◆ Assignment: Beginning with the line that contains "pub struct EncryptionService" in the material below, print each line exactly until the line that contains "pub fn new(keys: Arc<dyn KeyService>, config: &CloakConfig)" has been printed, then stop.

◆ Data for processing:
__________

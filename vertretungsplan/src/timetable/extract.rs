//! Positional text extraction from DSB timetable markup.
//!
//! Each helper takes plain text already pulled out of the document, so a
//! change in the page format shows up as a failing helper test.

use chrono::{DateTime, FixedOffset, Local, NaiveDate, NaiveTime, Offset, TimeDelta, TimeZone};

/// Value used for empty cells and absent classes.
pub const PLACEHOLDER: &str = "---";

/// Marker preceding the last-updated timestamp in the page header.
const UPDATED_MARKER: &str = "Stand: ";

/// Accepted title date layouts, tried in order. Two-digit years come first
/// because `%Y` would also accept `26` as the year 26.
const DATE_FORMATS: [&str; 7] = [
    "%d.%m.%y", "%d.%m.%Y", "%d/%m/%y", "%d/%m/%Y", "%d-%m-%y", "%d-%m-%Y", "%Y-%m-%d",
];

/// Cell text as the DSB export writes an empty cell.
const NBSP: &str = "\u{a0}";

/// Whether a cell holds nothing but a non-breaking space.
pub fn is_blank_cell(text: &str) -> bool {
    text == NBSP
}

/// Cell text, with a lone non-breaking space mapped to [`PLACEHOLDER`].
pub fn cell_value(text: &str) -> String {
    if is_blank_cell(text) {
        PLACEHOLDER.to_string()
    } else {
        text.to_string()
    }
}

/// Split a class cell such as `"7a, 7b"` into its classes.
pub fn split_classes(text: &str) -> Vec<String> {
    text.split(", ").map(str::to_string).collect()
}

/// Text after `"Stand: "` in the header line, e.g. `"16.10.2026 07:25"`.
pub fn extract_updated(text: &str) -> Option<String> {
    text.split(UPDATED_MARKER)
        .nth(1)
        .map(|s| s.trim().to_string())
}

/// Split a title such as `"16.10.2026 Freitag, Woche A"` into date and weekday.
pub fn parse_title(text: &str) -> Option<(NaiveDate, String)> {
    let mut tokens = text.split_whitespace();
    let date = parse_dmy(tokens.next()?)?;
    let day = tokens.next().unwrap_or_default().replace(',', "");
    Some((date, day))
}

/// Parse a day-first date: `16.10.2026`, `16.10.26`, `16/10/2026`, `16-10-2026`.
///
/// ISO `2026-10-16` dates are accepted too.
pub fn parse_dmy(text: &str) -> Option<NaiveDate> {
    let text = text.trim_end_matches(',');
    DATE_FORMATS
        .iter()
        .find_map(|format| NaiveDate::parse_from_str(text, format).ok())
}

/// Midnight of `date` in the local timezone.
///
/// If midnight does not exist locally (a DST jump), midnight is labelled
/// with the offset in force at that moment.
pub fn local_midnight(date: NaiveDate) -> DateTime<FixedOffset> {
    let naive = date.and_time(NaiveTime::MIN);
    match Local.from_local_datetime(&naive).earliest() {
        Some(dt) => dt.fixed_offset(),
        None => {
            let offset = Local.offset_from_utc_datetime(&naive).fix();
            let utc = naive - TimeDelta::seconds(i64::from(offset.local_minus_utc()));
            DateTime::from_naive_utc_and_offset(utc, offset)
        }
    }
}

#[cfg(test)]
mod tests {
    use super::*;
    use chrono::Timelike;

    fn date(y: i32, m: u32, d: u32) -> NaiveDate {
        NaiveDate::from_ymd_opt(y, m, d).unwrap()
    }

    #[test]
    fn blank_cells() {
        assert_eq!(cell_value("\u{a0}"), "---");
        assert_eq!(cell_value("Mathe"), "Mathe");
        assert_eq!(cell_value(""), "");
        assert_eq!(cell_value(" \u{a0}"), " \u{a0}");
    }

    #[test]
    fn class_splitting() {
        assert_eq!(split_classes("7a, 7b"), vec!["7a", "7b"]);
        assert_eq!(split_classes("10c"), vec!["10c"]);
        assert_eq!(split_classes("5a,5b"), vec!["5a,5b"]);
    }

    #[test]
    fn updated_marker() {
        assert_eq!(
            extract_updated(" Stand: 16.10.2026 07:25\n").as_deref(),
            Some("16.10.2026 07:25")
        );
        assert_eq!(extract_updated("no marker here"), None);
    }

    #[test]
    fn title_parsing() {
        let (d, day) = parse_title("16.10.2026 Freitag, Woche A").unwrap();
        assert_eq!(d, date(2026, 10, 16));
        assert_eq!(day, "Freitag");

        let (d, day) = parse_title("\n 2.3.2026 Montag").unwrap();
        assert_eq!(d, date(2026, 3, 2));
        assert_eq!(day, "Montag");

        let (_, day) = parse_title("16.10.2026").unwrap();
        assert_eq!(day, "");

        assert!(parse_title("").is_none());
        assert!(parse_title("Freitag 16.10.2026").is_none());
    }

    #[test]
    fn dmy_variants() {
        assert_eq!(parse_dmy("16.10.2026"), Some(date(2026, 10, 16)));
        assert_eq!(parse_dmy("16.10.26"), Some(date(2026, 10, 16)));
        assert_eq!(parse_dmy("05/01/2026"), Some(date(2026, 1, 5)));
        assert_eq!(parse_dmy("05-01-2026"), Some(date(2026, 1, 5)));
        assert_eq!(parse_dmy("2026-01-05"), Some(date(2026, 1, 5)));
        assert_eq!(parse_dmy("16.10.2026,"), Some(date(2026, 10, 16)));
        assert_eq!(parse_dmy("2.3.2026"), Some(date(2026, 3, 2)));
        assert_eq!(parse_dmy("05-01-26"), Some(date(2026, 1, 5)));
    }

    #[test]
    fn dmy_rejects_garbage() {
        assert_eq!(parse_dmy("32.10.2026"), None);
        assert_eq!(parse_dmy("16.13.2026"), None);
        assert_eq!(parse_dmy("16.10."), None);
        assert_eq!(parse_dmy("16.10"), None);
        assert_eq!(parse_dmy("16.10.2026 08:00"), None);
        assert_eq!(parse_dmy("heute"), None);
    }

    #[test]
    fn midnight_is_local() {
        let dt = local_midnight(date(2026, 10, 16));
        assert_eq!(dt.date_naive(), date(2026, 10, 16));
        assert_eq!(dt.hour(), 0);
        assert_eq!(dt.minute(), 0);

        let expected = Local
            .from_local_datetime(&date(2026, 10, 16).and_hms_opt(0, 0, 0).unwrap())
            .earliest()
            .unwrap();
        assert_eq!(dt, expected);
    }
}
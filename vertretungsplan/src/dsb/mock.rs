//! In-memory transport for testing without DSB access.
//!
//! Serves a canned `GetData` response and canned timetable documents keyed
//! by URL, and records every request so tests can inspect what was sent.

use std::collections::HashMap;
use std::sync::{Arc, Mutex, PoisonError};

use super::codec::pack;
use super::error::DsbError;
use super::transport::Transport;
use super::types::RequestBody;

/// Mock transport that answers from memory.
#[derive(Debug, Clone, Default)]
pub struct MockTransport {
    data_response: Option<Vec<u8>>,
    pages: HashMap<String, String>,
    posted: Arc<Mutex<Vec<RequestBody>>>,
    fetched: Arc<Mutex<Vec<String>>>,
}

impl MockTransport {
    pub fn new() -> Self {
        Self::default()
    }

    /// Answer `GetData` with this envelope, packed the way the backend does.
    pub fn with_envelope(self, envelope: &serde_json::Value) -> Result<Self, DsbError> {
        let body = serde_json::json!({ "d": pack(envelope)? });
        let raw = serde_json::to_vec(&body).map_err(|e| DsbError::Json {
            message: e.to_string(),
            body: None,
        })?;
        Ok(self.with_raw_response(raw))
    }

    /// Answer `GetData` with these exact bytes.
    pub fn with_raw_response(mut self, raw: impl Into<Vec<u8>>) -> Self {
        self.data_response = Some(raw.into());
        self
    }

    /// Serve `html` for GET requests to `url`.
    pub fn with_page(mut self, url: impl Into<String>, html: impl Into<String>) -> Self {
        self.pages.insert(url.into(), html.into());
        self
    }

    /// Bodies received by `post_json`, in order.
    pub fn posted(&self) -> Vec<RequestBody> {
        self.posted
            .lock()
            .unwrap_or_else(PoisonError::into_inner)
            .clone()
    }

    /// URLs requested through `get_text`, in order.
    pub fn fetched(&self) -> Vec<String> {
        self.fetched
            .lock()
            .unwrap_or_else(PoisonError::into_inner)
            .clone()
    }
}

impl Transport for MockTransport {
    async fn post_json(&self, url: &str, body: &RequestBody) -> Result<Vec<u8>, DsbError> {
        self.posted
            .lock()
            .unwrap_or_else(PoisonError::into_inner)
            .push(body.clone());

        self.data_response.clone().ok_or_else(|| DsbError::Api {
            status: 404,
            message: format!("no mock response for {url}"),
        })
    }

    async fn get_text(&self, url: &str) -> Result<String, DsbError> {
        self.fetched
            .lock()
            .unwrap_or_else(PoisonError::into_inner)
            .push(url.to_string());

        self.pages.get(url).cloned().ok_or_else(|| DsbError::Api {
            status: 404,
            message: format!("no mock page for {url}"),
        })
    }
}
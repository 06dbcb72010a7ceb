//! Envelope encryption for sensitive columns.
//!
//! Every write gets a fresh data key from the external key service; the key
//! is used once and zeroed. Reads transparently handle all historical
//! stored-ciphertext generations while writes only ever produce the current
//! envelope format.

pub mod config;
pub mod crypto;
pub mod datakey;
pub mod detect;
pub mod envelope;
pub mod error;
pub mod keyservice;
pub mod legacy;
pub mod service;

pub use config::{CloakConfig, Environment, KeyServiceConfig};
pub use datakey::{DataKeyMaterial, KeyBroker, PlaintextKey, WrappedKey};
pub use detect::{classify, StoredFormat, DEV_SENTINEL_PREFIX};
pub use envelope::EnvelopePayload;
pub use error::{CloakError, Result};
pub use keyservice::{GeneratedDataKey, HttpKeyService, KeyService, LocalKeyService};
pub use service::EncryptionService;
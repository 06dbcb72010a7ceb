//! Public encrypt/decrypt surface consumed by the storage layer.
//!
//! Writes always produce the envelope format (or the dev sentinel when the
//! bypass is active). Reads accept all four stored generations. Every call
//! is stateless; the only shared state is the key-service client handle
//! injected at construction.

use std::sync::Arc;

use base64::{engine::general_purpose, Engine as _};
use serde::de::DeserializeOwned;
use serde::Serialize;
use serde_json::Value;
use tracing::debug;
use zeroize::Zeroizing;

use crate::config::{CloakConfig, Environment};
use crate::crypto;
use crate::datakey::{KeyBroker, WrappedKey};
use crate::detect::{self, StoredFormat, DEV_SENTINEL_PREFIX};
use crate::envelope::{self, EnvelopePayload};
use crate::error::{CloakError, Result};
use crate::keyservice::KeyService;

#[derive(Clone)]
pub struct EncryptionService {
    broker: KeyBroker,
    legacy_key: Option<Zeroizing<[u8; crypto::KEY_LEN]>>,
    dev_bypass: bool,
}

impl std::fmt::Debug for EncryptionService {
    fn fmt(&self, f: &mut std::fmt::Formatter<'_>) -> std::fmt::Result {
        f.debug_struct("EncryptionService")
            .field("legacy_key", &self.legacy_key.as_ref().map(|_| "[REDACTED]"))
            .field("dev_bypass", &self.dev_bypass)
            .finish_non_exhaustive()
    }
}

impl EncryptionService {
    /// The key service is constructor-injected so tests can substitute an
    /// in-process implementation. Refuses to start with the bypass flag set
    /// in production.
    pub fn new(keys: Arc<dyn KeyService>, config: &CloakConfig) -> Result<Self> {
        if config.skip_encryption && config.environment == Environment::Production {
            return Err(CloakError::Configuration(
                "skip_encryption must never be enabled in production".into(),
            ));
        }
        Ok(Self {
            broker: KeyBroker::new(keys),
            legacy_key: config.legacy_key()?,
            dev_bypass: config.dev_bypass_active(),
        })
    }

    /// Null-in/null-out: absence is never encrypted, so ciphertext presence
    /// cannot become an oracle for "empty vs missing".
    pub async fn encrypt(&self, plaintext: Option<&str>) -> Result<Option<String>> {
        let Some(text) = plaintext else {
            return Ok(None);
        };
        if self.dev_bypass {
            debug!("dev bypass active; writing sentinel-prefixed value");
            return Ok(Some(format!(
                "{DEV_SENTINEL_PREFIX}{}",
                general_purpose::STANDARD.encode(text)
            )));
        }

        // `material.plaintext` zeroes itself when it drops, on the error
        // path of `seal` as much as on the happy path.
        let material = self.broker.generate().await?;
        let sealed = crypto::seal(material.plaintext.expose(), text.as_bytes())?;

        let payload = EnvelopePayload {
            data_key_ciphertext: material.wrapped.into_bytes(),
            iv: sealed.iv.to_vec(),
            auth_tag: sealed.tag.to_vec(),
            ciphertext: sealed.ciphertext,
        };
        Ok(Some(envelope::encode(&payload)))
    }

    /// Classifies the stored value and dispatches. Authentication and key
    /// service failures propagate unmodified — a failed decrypt is never
    /// disguised as plaintext or `None`.
    pub async fn decrypt(&self, stored: Option<&str>) -> Result<Option<String>> {
        let Some(raw) = stored else {
            return Ok(None);
        };
        match detect::classify(raw) {
            StoredFormat::DevPassthrough(body) => {
                let bytes = general_purpose::STANDARD.decode(body).map_err(|_| {
                    CloakError::Integrity("dev passthrough body is not valid base64".into())
                })?;
                Ok(Some(into_utf8(bytes)?))
            }
            StoredFormat::Envelope(payload) => {
                let key = self
                    .broker
                    .unwrap(&WrappedKey::from(payload.data_key_ciphertext))
                    .await?;
                let plaintext = crypto::open(
                    key.expose(),
                    &payload.iv,
                    &payload.auth_tag,
                    &payload.ciphertext,
                )?;
                // `key` drops (and zeroes) here whether `open` succeeded or not.
                Ok(Some(into_utf8(plaintext)?))
            }
            StoredFormat::Legacy(payload) => {
                let key = self.legacy_key.as_ref().ok_or_else(|| {
                    CloakError::Configuration(
                        "legacy ciphertext found but no legacy key configured".into(),
                    )
                })?;
                let plaintext =
                    crypto::open(key, &payload.iv, &payload.auth_tag, &payload.ciphertext)?;
                Ok(Some(into_utf8(plaintext)?))
            }
            StoredFormat::Plain => Ok(Some(raw.to_string())),
        }
    }

    pub async fn encrypt_json<T>(&self, value: Option<&T>) -> Result<Option<String>>
    where
        T: Serialize + ?Sized,
    {
        let Some(value) = value else {
            return Ok(None);
        };
        let json = serde_json::to_string(value)?;
        self.encrypt(Some(&json)).await
    }

    /// Storage layers that pre-parse JSON columns hand us a `Value` instead
    /// of a string. A pre-parsed envelope is still decrypted; any other
    /// structured value passes through unchanged by design.
    pub async fn decrypt_json<T>(&self, stored: Option<Value>) -> Result<Option<T>>
    where
        T: DeserializeOwned,
    {
        let Some(value) = stored else {
            return Ok(None);
        };
        let raw = match value {
            Value::String(raw) => raw,
            other => {
                let rendered = other.to_string();
                if envelope::decode(&rendered).is_none() {
                    return Ok(Some(serde_json::from_value(other)?));
                }
                rendered
            }
        };
        match self.decrypt(Some(&raw)).await? {
            Some(plaintext) => Ok(Some(serde_json::from_str(&plaintext)?)),
            None => Ok(None),
        }
    }
}

fn into_utf8(bytes: Vec<u8>) -> Result<String> {
    String::from_utf8(bytes)
        .map_err(|_| CloakError::Integrity("decrypted payload is not valid UTF-8".into()))
}
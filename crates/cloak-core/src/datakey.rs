//! Per-record data keys and the broker that mints/unwraps them.
//!
//! `PlaintextKey` is the only type that holds raw key bytes. It zeroes its
//! buffer on drop, so the exposure window ends wherever the value goes out
//! of scope — early returns and error paths included.

use std::sync::Arc;

use zeroize::Zeroizing;

use crate::crypto::KEY_LEN;
use crate::error::{CloakError, Result};
use crate::keyservice::KeyService;

/// Ephemeral 32-byte data key. Exclusively owned; zeroed on drop.
pub struct PlaintextKey(Zeroizing<[u8; KEY_LEN]>);

impl PlaintextKey {
    /// Length is asserted here so every key entering the process goes
    /// through the same check, wherever it came from.
    pub(crate) fn from_raw(bytes: Zeroizing<Vec<u8>>) -> Result<Self> {
        if bytes.len() != KEY_LEN {
            return Err(CloakError::Integrity(format!(
                "data key must be {KEY_LEN} bytes, key service returned {}",
                bytes.len()
            )));
        }
        let mut key = Zeroizing::new([0u8; KEY_LEN]);
        key.copy_from_slice(&bytes);
        Ok(Self(key))
    }

    pub fn expose(&self) -> &[u8; KEY_LEN] {
        &self.0
    }
}

impl std::fmt::Debug for PlaintextKey {
    fn fmt(&self, f: &mut std::fmt::Formatter<'_>) -> std::fmt::Result {
        f.write_str("PlaintextKey([REDACTED])")
    }
}

/// A data key encrypted by the key service's master key. Safe to persist.
#[derive(Debug, Clone, PartialEq, Eq)]
pub struct WrappedKey(Vec<u8>);

impl WrappedKey {
    pub fn as_bytes(&self) -> &[u8] {
        &self.0
    }

    pub fn into_bytes(self) -> Vec<u8> {
        self.0
    }
}

impl From<Vec<u8>> for WrappedKey {
    fn from(bytes: Vec<u8>) -> Self {
        Self(bytes)
    }
}

/// Both halves of a freshly minted data key.
#[derive(Debug)]
pub struct DataKeyMaterial {
    pub plaintext: PlaintextKey,
    pub wrapped: WrappedKey,
}

/// Front door to the key service: mints and unwraps data keys, asserting
/// the 32-byte invariant against a misbehaving dependency.
#[derive(Clone)]
pub struct KeyBroker {
    keys: Arc<dyn KeyService>,
}

impl KeyBroker {
    pub fn new(keys: Arc<dyn KeyService>) -> Self {
        Self { keys }
    }

    pub async fn generate(&self) -> Result<DataKeyMaterial> {
        let minted = self.keys.generate_data_key().await?;
        Ok(DataKeyMaterial {
            plaintext: PlaintextKey::from_raw(minted.plaintext)?,
            wrapped: WrappedKey::from(minted.wrapped),
        })
    }

    pub async fn unwrap(&self, wrapped: &WrappedKey) -> Result<PlaintextKey> {
        let plaintext = self.keys.decrypt_data_key(wrapped.as_bytes()).await?;
        PlaintextKey::from_raw(plaintext)
    }
}
use base64::{engine::general_purpose, Engine as _};
use serde::{Deserialize, Serialize};
use zeroize::Zeroizing;

use crate::error::{CloakError, Result};

#[derive(Debug, Clone, Copy, PartialEq, Eq, Serialize, Deserialize)]
#[serde(rename_all = "lowercase")]
pub enum Environment {
    Production,
    Staging,
    Development,
}

impl Environment {
    /// Unknown values resolve to Production so a typo can never turn the
    /// dev bypass on.
    pub fn parse(raw: &str) -> Self {
        match raw.trim().to_ascii_lowercase().as_str() {
            "development" | "dev" | "local" => Environment::Development,
            "staging" | "stage" => Environment::Staging,
            _ => Environment::Production,
        }
    }
}

/// Connection settings for the external key service.
#[derive(Clone)]
pub struct KeyServiceConfig {
    pub region: String,
    pub key_id: String,
    pub api_token: String,
    /// Explicit override; otherwise derived from the region.
    pub endpoint: Option<String>,
}

impl KeyServiceConfig {
    pub fn validate(&self) -> Result<()> {
        if self.region.trim().is_empty() {
            return Err(CloakError::Configuration(
                "key service region is not configured (CLOAK_KEY_REGION)".into(),
            ));
        }
        if self.key_id.trim().is_empty() {
            return Err(CloakError::Configuration(
                "key service key id is not configured (CLOAK_KEY_ID)".into(),
            ));
        }
        if self.api_token.trim().is_empty() {
            return Err(CloakError::Configuration(
                "key service API token is not configured (CLOAK_KEY_API_TOKEN)".into(),
            ));
        }
        Ok(())
    }

    pub fn endpoint(&self) -> String {
        self.endpoint
            .clone()
            .unwrap_or_else(|| format!("https://kms.{}.svc.internal", self.region))
    }
}

impl std::fmt::Debug for KeyServiceConfig {
    fn fmt(&self, f: &mut std::fmt::Formatter<'_>) -> std::fmt::Result {
        f.debug_struct("KeyServiceConfig")
            .field("region", &self.region)
            .field("key_id", &self.key_id)
            .field("api_token", &"[REDACTED]")
            .field("endpoint", &self.endpoint)
            .finish()
    }
}

#[derive(Debug, Clone)]
pub struct CloakConfig {
    pub key_service: KeyServiceConfig,
    /// Base64 of the 32-byte static key old rows were encrypted with.
    pub legacy_key_base64: Option<String>,
    /// Development-only plaintext bypass. Only honored outside production.
    pub skip_encryption: bool,
    pub environment: Environment,
}

impl CloakConfig {
    pub fn from_env() -> Result<Self> {
        let config = Self {
            key_service: KeyServiceConfig {
                region: env_or_default("CLOAK_KEY_REGION"),
                key_id: env_or_default("CLOAK_KEY_ID"),
                api_token: env_or_default("CLOAK_KEY_API_TOKEN"),
                endpoint: std::env::var("CLOAK_KEY_ENDPOINT").ok(),
            },
            legacy_key_base64: std::env::var("CLOAK_LEGACY_KEY").ok(),
            skip_encryption: flag_set("CLOAK_SKIP_ENCRYPTION"),
            environment: Environment::parse(
                &std::env::var("CLOAK_ENV").unwrap_or_default(),
            ),
        };
        Ok(config)
    }

    /// Both conditions must hold; production always encrypts.
    pub fn dev_bypass_active(&self) -> bool {
        self.skip_encryption && self.environment != Environment::Production
    }

    pub(crate) fn legacy_key(&self) -> Result<Option<Zeroizing<[u8; 32]>>> {
        let Some(encoded) = self.legacy_key_base64.as_deref() else {
            return Ok(None);
        };
        let bytes = general_purpose::STANDARD
            .decode(encoded)
            .map_err(|e| CloakError::Configuration(format!("legacy key is not valid base64: {e}")))?;
        let bytes: [u8; 32] = bytes.try_into().map_err(|b: Vec<u8>| {
            CloakError::Configuration(format!(
                "legacy key must decode to exactly 32 bytes, got {}",
                b.len()
            ))
        })?;
        Ok(Some(Zeroizing::new(bytes)))
    }
}

fn env_or_default(name: &str) -> String {
    std::env::var(name).unwrap_or_default()
}

fn flag_set(name: &str) -> bool {
    matches!(
        std::env::var(name).unwrap_or_default().trim(),
        "1" | "true" | "TRUE" | "yes"
    )
}

#[cfg(test)]
mod tests {
    use super::*;

    fn valid_key_service() -> KeyServiceConfig {
        KeyServiceConfig {
            region: "eu-central-1".into(),
            key_id: "records-master".into(),
            api_token: "token".into(),
            endpoint: None,
        }
    }

    #[test]
    fn validate_rejects_missing_fields() {
        let wipes: [fn(&mut KeyServiceConfig); 3] = [
            |c| c.region.clear(),
            |c| c.key_id.clear(),
            |c| c.api_token.clear(),
        ];
        for wipe in wipes {
            let mut config = valid_key_service();
            wipe(&mut config);
            assert!(matches!(
                config.validate(),
                Err(CloakError::Configuration(_))
            ));
        }
    }

    #[test]
    fn endpoint_derived_from_region() {
        let config = valid_key_service();
        assert_eq!(config.endpoint(), "https://kms.eu-central-1.svc.internal");
    }

    #[test]
    fn unknown_environment_is_production() {
        assert_eq!(Environment::parse("produciton"), Environment::Production);
        assert_eq!(Environment::parse(""), Environment::Production);
        assert_eq!(Environment::parse("dev"), Environment::Development);
    }

    #[test]
    fn dev_bypass_needs_both_conditions() {
        let mut config = CloakConfig {
            key_service: valid_key_service(),
            legacy_key_base64: None,
            skip_encryption: true,
            environment: Environment::Production,
        };
        assert!(!config.dev_bypass_active());
        config.environment = Environment::Development;
        assert!(config.dev_bypass_active());
        config.skip_encryption = false;
        assert!(!config.dev_bypass_active());
    }

    #[test]
    fn legacy_key_length_enforced() {
        let config = CloakConfig {
            key_service: valid_key_service(),
            legacy_key_base64: Some(general_purpose::STANDARD.encode([7u8; 16])),
            skip_encryption: false,
            environment: Environment::Production,
        };
        assert!(matches!(
            config.legacy_key(),
            Err(CloakError::Configuration(_))
        ));
    }

    #[test]
    fn token_redacted_in_debug() {
        let mut config = valid_key_service();
        config.api_token = "super-secret-token".into();
        let rendered = format!("{config:?}");
        assert!(!rendered.contains("super-secret-token"));
        assert!(rendered.contains("[REDACTED]"));
    }
}
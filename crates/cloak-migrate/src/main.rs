use std::path::PathBuf;
use std::sync::Arc;

use anyhow::Result;
use clap::{Parser, Subcommand};

use cloak_core::{CloakConfig, EncryptionService, HttpKeyService};
use cloak_migrate::{census, JsonlStore, MigrateOptions, Migrator};

#[derive(Parser)]
#[command(name = "cloak-migrate")]
#[command(about = "Re-encrypt legacy and plaintext rows into the current envelope format", long_about = None)]
struct Cli {
    #[command(subcommand)]
    command: Commands,
}

#[derive(Subcommand)]
enum Commands {
    /// Classify rows without touching the key service or writing anything
    Scan {
        /// Newline-delimited JSON export, one record per line
        #[arg(long)]
        store: PathBuf,
    },
    /// Re-encrypt every non-envelope row through the encryption service
    Run {
        /// Newline-delimited JSON export, one record per line
        #[arg(long)]
        store: PathBuf,

        /// Report what would change without writing
        #[arg(long)]
        dry_run: bool,

        /// Records re-encrypted between persists
        #[arg(long, default_value_t = 100)]
        batch_size: usize,

        /// Retries per record on key service failure
        #[arg(long, default_value_t = 5)]
        max_retries: u32,

        /// Stop after this many re-encryptions
        #[arg(long)]
        limit: Option<usize>,
    },
}

#[tokio::main]
async fn main() -> Result<()> {
    tracing_subscriber::fmt::init();
    let cli = Cli::parse();
    match cli.command {
        Commands::Scan { store } => {
            let report = census(&JsonlStore::new(store)).await?;
            println!("{}", serde_json::to_string_pretty(&report)?);
        }
        Commands::Run {
            store,
            dry_run,
            batch_size,
            max_retries,
            limit,
        } => {
            let config = CloakConfig::from_env()?;
            let keys = Arc::new(HttpKeyService::new(config.key_service.clone())?);
            let service = EncryptionService::new(keys, &config)?;
            let migrator = Migrator::new(
                service,
                MigrateOptions {
                    dry_run,
                    batch_size,
                    max_retries,
                    limit,
                },
            );
            let report = migrator.run(&JsonlStore::new(store)).await?;
            println!("{}", serde_json::to_string_pretty(&report)?);
            if report.failed > 0 {
                anyhow::bail!("{} records failed to re-encrypt", report.failed);
            }
        }
    }
    Ok(())
}
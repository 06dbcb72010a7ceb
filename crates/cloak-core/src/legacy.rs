//! First-generation stored ciphertext: three colon-separated base64
//! segments (iv, auth tag, ciphertext) under one static process-wide key.
//! Read-only — current code never writes this shape.

use base64::{engine::general_purpose, Engine as _};

use crate::crypto::IV_LEN;

#[derive(Debug, Clone, PartialEq, Eq)]
pub struct LegacyPayload {
    pub iv: Vec<u8>,
    pub auth_tag: Vec<u8>,
    pub ciphertext: Vec<u8>,
}

/// Positive heuristic: exactly three segments, all base64, and the first
/// decodes to exactly the IV length. Plaintext that coincidentally matches
/// this shape is misrouted; that is an accepted risk of reading historical
/// data, not something writes can fix.
pub fn decode(raw: &str) -> Option<LegacyPayload> {
    let mut segments = raw.split(':');
    let (iv, auth_tag, ciphertext) = (segments.next()?, segments.next()?, segments.next()?);
    if segments.next().is_some() {
        return None;
    }

    let iv = general_purpose::STANDARD.decode(iv).ok()?;
    if iv.len() != IV_LEN {
        return None;
    }
    let auth_tag = general_purpose::STANDARD.decode(auth_tag).ok()?;
    let ciphertext = general_purpose::STANDARD.decode(ciphertext).ok()?;

    Some(LegacyPayload {
        iv,
        auth_tag,
        ciphertext,
    })
}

__________

◆ The answer:
pub struct EncryptionService {
    broker: KeyBroker,
    legacy_key: Option<Zeroizing<[u8; crypto::KEY_LEN]>>,
    dev_bypass: bool,
}

impl std::fmt::Debug for EncryptionService {
    fn fmt(&self, f: &mut std::fmt::Formatter<'_>) -> std::fmt::Result {
        f.debug_struct("EncryptionService")
            .field("legacy_key", &self.legacy_key.as_ref().map(|_| "[REDACTED]"))
            .field("dev_bypass", &self.dev_bypass)
            .finish_non_exhaustive()
    }
}

impl EncryptionService {
    /// The key service is constructor-injected so tests can substitute an
    /// in-process implementation. Refuses to start with the bypass flag set
    /// in production.
    pub fn new(keys: Arc<dyn KeyService>, config: &CloakConfig) -> Result<Self> {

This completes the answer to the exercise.